Problem details - Take the line containing "let (non_blocking, guard)" in the listing below and copy it, along with every line after it, without alteration.

# # # # # # #

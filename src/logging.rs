//! Logging configuration.
//!
//! By default logs go to stderr. When `logging.stderr` is disabled, Linux
//! systems log to systemd-journald, with a daily rolling file as fallback
//! for other platforms or when journald is unavailable.

use anyhow::Result;
use std::path::PathBuf;
use tracing_subscriber::{fmt, layer::SubscriberExt, util::SubscriberInitExt, EnvFilter};

use crate::config::LoggingConfig;

/// Environment variable controlling the log filter.
pub const LOG_ENV: &str = "PHOTO_VISION_LOG";

/// Initialize the logging system.
///
/// The filter comes from `PHOTO_VISION_LOG` (e.g. `debug`,
/// `photo_vision::pipeline=trace`) and falls back to `default_level`.
pub fn init(config: &LoggingConfig, default_level: &str) -> Result<()> {
    let env_filter = EnvFilter::try_from_env(LOG_ENV)
        .unwrap_or_else(|_| EnvFilter::new(default_level));

    if config.stderr {
        tracing_subscriber::registry()
            .with(env_filter)
            .with(fmt::layer().with_writer(std::io::stderr))
            .try_init()?;
        return Ok(());
    }

    #[cfg(target_os = "linux")]
    {
        if let Ok(journald_layer) = tracing_journald::layer() {
            tracing_subscriber::registry()
                .with(env_filter)
                .with(journald_layer)
                .try_init()?;

            tracing::info!("Logging initialized with journald backend");
            return Ok(());
        }
    }

    let log_dir = config.log_dir.clone().unwrap_or_else(|| {
        dirs::data_local_dir()
            .unwrap_or_else(|| PathBuf::from("."))
            .join("photo-vision")
            .join("logs")
    });

    std::fs::create_dir_all(&log_dir)?;

    let file_appender = tracing_appender::rolling::daily(&log_dir, "photo-vision.log");
    let (non_blocking, guard) = tracing_appender::non_blocking(file_appender);

    // The guard flushes buffered lines on drop, so it has to outlive main
    static GUARD: std::sync::OnceLock<tracing_appender::non_blocking::WorkerGuard> =
        std::sync::OnceLock::new();
    let _ = GUARD.set(guard);

    tracing_subscriber::registry()
        .with(env_filter)
        .with(fmt::layer().with_writer(non_blocking).with_ansi(false))
        .try_init()?;

    tracing::info!("Logging initialized with file backend at {:?}", log_dir);
    Ok(())
}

# # # # # # #

Solution to the problem -
    let (non_blocking, guard) = tracing_appender::non_blocking(file_appender);

    // The guard flushes buffered lines on drop, so it has to outlive main
    static GUARD: std::sync::OnceLock<tracing_appender::non_blocking::WorkerGuard> =
        std::sync::OnceLock::new();
    let _ = GUARD.set(guard);

    tracing_subscriber::registry()
        .with(env_filter)
        .with(fmt::layer().with_writer(non_blocking).with_ansi(false))
        .try_init()?;

    tracing::info!("Logging initialized with file backend at {:?}", log_dir);
    Ok(())
}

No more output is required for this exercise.